WHAT TO DO = The response must contain every record, repeated exactly.

Collected data:

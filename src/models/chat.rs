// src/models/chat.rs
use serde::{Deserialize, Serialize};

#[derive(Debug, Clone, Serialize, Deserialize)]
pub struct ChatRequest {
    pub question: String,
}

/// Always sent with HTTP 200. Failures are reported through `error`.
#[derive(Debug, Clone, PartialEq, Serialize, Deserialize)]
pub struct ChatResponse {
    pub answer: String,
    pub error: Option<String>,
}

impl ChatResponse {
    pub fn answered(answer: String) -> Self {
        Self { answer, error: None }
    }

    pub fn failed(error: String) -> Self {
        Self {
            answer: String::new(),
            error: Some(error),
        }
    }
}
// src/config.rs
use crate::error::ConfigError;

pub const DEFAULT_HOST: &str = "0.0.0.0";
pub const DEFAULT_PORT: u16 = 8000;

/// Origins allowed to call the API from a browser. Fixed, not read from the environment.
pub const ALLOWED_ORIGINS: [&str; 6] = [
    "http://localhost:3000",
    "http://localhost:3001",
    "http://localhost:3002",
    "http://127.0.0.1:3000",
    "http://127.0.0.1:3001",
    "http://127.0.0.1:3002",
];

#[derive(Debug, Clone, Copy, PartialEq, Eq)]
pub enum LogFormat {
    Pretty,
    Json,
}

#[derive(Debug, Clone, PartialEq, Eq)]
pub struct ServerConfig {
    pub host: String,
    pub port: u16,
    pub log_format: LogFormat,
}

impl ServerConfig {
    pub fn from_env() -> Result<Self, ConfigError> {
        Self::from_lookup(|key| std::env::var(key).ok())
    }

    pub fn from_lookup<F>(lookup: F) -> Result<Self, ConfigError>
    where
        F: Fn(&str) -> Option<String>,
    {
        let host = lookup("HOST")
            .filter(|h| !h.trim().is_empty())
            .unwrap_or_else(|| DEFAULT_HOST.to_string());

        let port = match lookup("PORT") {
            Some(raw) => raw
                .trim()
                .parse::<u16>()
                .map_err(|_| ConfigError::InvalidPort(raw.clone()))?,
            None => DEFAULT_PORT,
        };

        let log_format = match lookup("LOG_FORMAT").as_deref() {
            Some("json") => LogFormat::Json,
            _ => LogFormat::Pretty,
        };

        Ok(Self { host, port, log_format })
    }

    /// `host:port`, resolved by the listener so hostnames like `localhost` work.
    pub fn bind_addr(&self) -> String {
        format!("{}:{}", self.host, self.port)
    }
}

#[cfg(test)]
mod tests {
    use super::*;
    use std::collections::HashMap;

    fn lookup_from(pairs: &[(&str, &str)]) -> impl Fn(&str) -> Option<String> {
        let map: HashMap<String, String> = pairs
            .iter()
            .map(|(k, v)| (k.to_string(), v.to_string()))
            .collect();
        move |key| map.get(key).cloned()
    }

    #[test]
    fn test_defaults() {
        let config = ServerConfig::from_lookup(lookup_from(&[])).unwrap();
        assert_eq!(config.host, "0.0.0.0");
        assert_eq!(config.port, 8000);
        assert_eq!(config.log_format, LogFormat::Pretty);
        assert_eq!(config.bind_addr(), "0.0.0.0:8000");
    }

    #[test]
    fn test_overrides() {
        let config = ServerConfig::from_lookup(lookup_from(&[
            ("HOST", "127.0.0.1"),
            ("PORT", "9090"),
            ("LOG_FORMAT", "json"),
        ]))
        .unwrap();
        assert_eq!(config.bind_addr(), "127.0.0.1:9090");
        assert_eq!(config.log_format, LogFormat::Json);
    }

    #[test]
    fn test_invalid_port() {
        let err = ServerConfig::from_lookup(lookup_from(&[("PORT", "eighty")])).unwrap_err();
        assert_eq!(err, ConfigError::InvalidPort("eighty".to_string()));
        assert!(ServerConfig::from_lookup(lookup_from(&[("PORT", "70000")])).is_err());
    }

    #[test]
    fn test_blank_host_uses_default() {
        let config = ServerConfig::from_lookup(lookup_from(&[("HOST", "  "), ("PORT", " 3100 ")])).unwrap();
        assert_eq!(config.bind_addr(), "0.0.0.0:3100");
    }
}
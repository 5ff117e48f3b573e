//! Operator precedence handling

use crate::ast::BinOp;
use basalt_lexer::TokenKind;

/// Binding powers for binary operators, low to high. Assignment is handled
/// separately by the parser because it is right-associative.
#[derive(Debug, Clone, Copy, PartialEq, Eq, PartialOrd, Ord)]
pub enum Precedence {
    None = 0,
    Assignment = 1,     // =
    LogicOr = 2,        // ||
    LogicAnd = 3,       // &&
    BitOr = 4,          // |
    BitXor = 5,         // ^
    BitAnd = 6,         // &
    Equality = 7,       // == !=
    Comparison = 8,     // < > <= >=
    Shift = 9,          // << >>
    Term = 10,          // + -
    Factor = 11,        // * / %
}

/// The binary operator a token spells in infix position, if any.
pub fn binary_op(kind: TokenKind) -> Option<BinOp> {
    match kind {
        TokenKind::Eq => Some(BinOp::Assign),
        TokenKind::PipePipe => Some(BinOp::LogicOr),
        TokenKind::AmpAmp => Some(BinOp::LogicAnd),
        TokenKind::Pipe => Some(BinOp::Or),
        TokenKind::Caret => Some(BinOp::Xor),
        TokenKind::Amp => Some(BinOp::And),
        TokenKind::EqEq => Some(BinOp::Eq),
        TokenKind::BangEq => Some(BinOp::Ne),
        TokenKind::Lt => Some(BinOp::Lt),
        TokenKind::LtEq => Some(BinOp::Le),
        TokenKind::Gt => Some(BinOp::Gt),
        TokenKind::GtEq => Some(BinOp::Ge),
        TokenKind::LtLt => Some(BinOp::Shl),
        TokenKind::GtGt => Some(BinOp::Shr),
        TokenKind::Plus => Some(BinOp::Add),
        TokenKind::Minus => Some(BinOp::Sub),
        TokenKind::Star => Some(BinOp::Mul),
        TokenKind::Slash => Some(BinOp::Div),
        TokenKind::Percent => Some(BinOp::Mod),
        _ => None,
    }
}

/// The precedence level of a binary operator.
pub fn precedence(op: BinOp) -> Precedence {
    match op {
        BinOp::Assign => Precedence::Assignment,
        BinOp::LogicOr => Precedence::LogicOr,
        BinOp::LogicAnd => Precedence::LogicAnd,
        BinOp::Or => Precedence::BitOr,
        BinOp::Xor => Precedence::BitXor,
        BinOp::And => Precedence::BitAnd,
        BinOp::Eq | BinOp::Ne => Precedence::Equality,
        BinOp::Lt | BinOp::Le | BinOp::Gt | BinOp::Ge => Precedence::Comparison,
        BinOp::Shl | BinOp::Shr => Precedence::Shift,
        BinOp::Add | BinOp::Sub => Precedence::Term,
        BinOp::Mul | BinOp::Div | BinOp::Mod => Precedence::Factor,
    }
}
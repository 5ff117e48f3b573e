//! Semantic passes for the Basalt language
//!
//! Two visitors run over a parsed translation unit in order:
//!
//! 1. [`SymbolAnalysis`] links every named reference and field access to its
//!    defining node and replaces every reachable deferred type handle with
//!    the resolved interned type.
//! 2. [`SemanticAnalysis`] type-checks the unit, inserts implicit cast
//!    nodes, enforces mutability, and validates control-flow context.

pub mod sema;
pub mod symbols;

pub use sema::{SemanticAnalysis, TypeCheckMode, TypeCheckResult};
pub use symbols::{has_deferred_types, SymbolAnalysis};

RESPONSE BELOW =
filename src/models/chat.rs
// src/models/chat.rs
use serde::{Deserialize, Serialize};

#[derive(Debug, Clone, Serialize, Deserialize)]
pub struct ChatRequest {
    pub question: String,
}

/// Always sent with HTTP 200. Failures are reported through `error`.
#[derive(Debug, Clone, PartialEq, Serialize, Deserialize)]
pub struct ChatResponse {
    pub answer: String,
    pub error: Option<String>,
}

impl ChatResponse {
    pub fn answered(answer: String) -> Self {
        Self { answer, error: None }
    }

    pub fn failed(error: String) -> Self {
        Self {
            answer: String::new(),
            error: Some(error),
        }
    }
}
// src/config.rs
use crate::error::ConfigError;

pub const DEFAULT_HOST: &str = "0.0.0.0";
pub const DEFAULT_PORT: u16 = 8000;

/// Origins allowed to call the API from a browser. Fixed, not read from the environment.
pub const ALLOWED_ORIGINS: [&str; 6] = [
    "http://localhost:3000",
    "http://localhost:3001",
    "http://localhost:3002",
    "http://127.0.0.1:3000",
    "http://127.0.0.1:3001",
    "http://127.0.0.1:3002",
];

#[derive(Debug, Clone, Copy, PartialEq, Eq)]
pub enum LogFormat {
    Pretty,
    Json,
}

#[derive(Debug, Clone, PartialEq, Eq)]
pub struct ServerConfig {
    pub host: String,
    pub port: u16,
    pub log_format: LogFormat,
}

impl ServerConfig {
    pub fn from_env() -> Result<Self, ConfigError> {
        Self::from_lookup(|key| std::env::var(key).ok())
    }

    pub fn from_lookup<F>(lookup: F) -> Result<Self, ConfigError>
    where
        F: Fn(&str) -> Option<String>,
    {
        let host = lookup("HOST")
            .filter(|h| !h.trim().is_empty())
            .unwrap_or_else(|| DEFAULT_HOST.to_string());

        let port = match lookup("PORT") {
            Some(raw) => raw
                .trim()
                .parse::<u16>()
                .map_err(|_| ConfigError::InvalidPort(raw.clone()))?,
            None => DEFAULT_PORT,
        };

        let log_format = match lookup("LOG_FORMAT").as_deref() {
            Some("json") => LogFormat::Json,
            _ => LogFormat::Pretty,
        };

        Ok(Self { host, port, log_format })
    }

    /// `host:port`, resolved by the listener so hostnames like `localhost` work.
    pub fn bind_addr(&self) -> String {
        format!("{}:{}", self.host, self.port)
    }
}

#[cfg(test)]
mod tests {
    use super::*;
    use std::collections::HashMap;

    fn lookup_from(pairs: &[(&str, &str)]) -> impl Fn(&str) -> Option<String> {
        let map: HashMap<String, String> = pairs
            .iter()
            .map(|(k, v)| (k.to_string(), v.to_string()))
            .collect();
        move |key| map.get(key).cloned()
    }

    #[test]
    fn test_defaults() {
        let config = ServerConfig::from_lookup(lookup_from(&[])).unwrap();
        assert_eq!(config.host, "0.0.0.0");
        assert_eq!(config.port, 8000);
        assert_eq!(config.log_format, LogFormat::Pretty);
        assert_eq!(config.bind_addr(), "0.0.0.0:8000");
    }

    #[test]
    fn test_overrides() {
        let config = ServerConfig::from_lookup(lookup_from(&[
            ("HOST", "127.0.0.1"),
            ("PORT", "9090"),
            ("LOG_FORMAT", "json"),
        ]))
        .unwrap();
        assert_eq!(config.bind_addr(), "127.0.0.1:9090");
        assert_eq!(config.log_format, LogFormat::Json);
    }

    #[test]
    fn test_invalid_port() {
        let err = ServerConfig::from_lookup(lookup_from(&[("PORT", "eighty")])).unwrap_err();
        assert_eq!(err, ConfigError::InvalidPort("eighty".to_string()));
        assert!(ServerConfig::from_lookup(lookup_from(&[("PORT", "70000")])).is_err());
    }

    #[test]
    fn test_blank_host_uses_default() {
        let config = ServerConfig::from_lookup(lookup_from(&[("HOST", "  "), ("PORT", " 3100 ")])).unwrap();
        assert_eq!(config.bind_addr(), "0.0.0.0:3100");
    }
}
repository 5ff117e48f3b573e
//! Operator precedence handling

use crate::ast::BinOp;
use basalt_lexer::TokenKind;

/// Binding powers for binary operators, low to high. Assignment is handled
/// separately by the parser because it is right-associative.
#[derive(Debug, Clone, Copy, PartialEq, Eq, PartialOrd, Ord)]
pub enum Precedence {
    None = 0,
    Assignment = 1,     // =
    LogicOr = 2,        // ||
    LogicAnd = 3,       // &&
    BitOr = 4,          // |
    BitXor = 5,         // ^
    BitAnd = 6,         // &
    Equality = 7,       // == !=
    Comparison = 8,     // < > <= >=
    Shift = 9,          // << >>
    Term = 10,          // + -
    Factor = 11,        // * / %
}

/// The binary operator a token spells in infix position, if any.
pub fn binary_op(kind: TokenKind) -> Option<BinOp> {
    match kind {
        TokenKind::Eq => Some(BinOp::Assign),
        TokenKind::PipePipe => Some(BinOp::LogicOr),
        TokenKind::AmpAmp => Some(BinOp::LogicAnd),
        TokenKind::Pipe => Some(BinOp::Or),
        TokenKind::Caret => Some(BinOp::Xor),
        TokenKind::Amp => Some(BinOp::And),
        TokenKind::EqEq => Some(BinOp::Eq),
        TokenKind::BangEq => Some(BinOp::Ne),
        TokenKind::Lt => Some(BinOp::Lt),
        TokenKind::LtEq => Some(BinOp::Le),
        TokenKind::Gt => Some(BinOp::Gt),
        TokenKind::GtEq => Some(BinOp::Ge),
        TokenKind::LtLt => Some(BinOp::Shl),
        TokenKind::GtGt => Some(BinOp::Shr),
        TokenKind::Plus => Some(BinOp::Add),
        TokenKind::Minus => Some(BinOp::Sub),
        TokenKind::Star => Some(BinOp::Mul),
        TokenKind::Slash => Some(BinOp::Div),
        TokenKind::Percent => Some(BinOp::Mod),
        _ => None,
    }
}

/// The precedence level of a binary operator.
pub fn precedence(op: BinOp) -> Precedence {
    match op {
        BinOp::Assign => Precedence::Assignment,
        BinOp::LogicOr => Precedence::LogicOr,
        BinOp::LogicAnd => Precedence::LogicAnd,
        BinOp::Or => Precedence::BitOr,
        BinOp::Xor => Precedence::BitXor,
        BinOp::And => Precedence::BitAnd,
        BinOp::Eq | BinOp::Ne => Precedence::Equality,
        BinOp::Lt | BinOp::Le | BinOp::Gt | BinOp::Ge => Precedence::Comparison,
        BinOp::Shl | BinOp::Shr => Precedence::Shift,
        BinOp::Add | BinOp::Sub => Precedence::Term,
        BinOp::Mul | BinOp::Div | BinOp::Mod => Precedence::Factor,
    }
}
repository 5ff117e48f3b573e
//! Semantic passes for the Basalt language
//!
//! Two visitors run over a parsed translation unit in order:
//!
//! 1. [`SymbolAnalysis`] links every named reference and field access to its
//!    defining node and replaces every reachable deferred type handle with
//!    the resolved interned type.
//! 2. [`SemanticAnalysis`] type-checks the unit, inserts implicit cast
//!    nodes, enforces mutability, and validates control-flow context.

pub mod sema;
pub mod symbols;

pub use sema::{SemanticAnalysis, TypeCheckMode, TypeCheckResult};
pub use symbols::{has_deferred_types, SymbolAnalysis};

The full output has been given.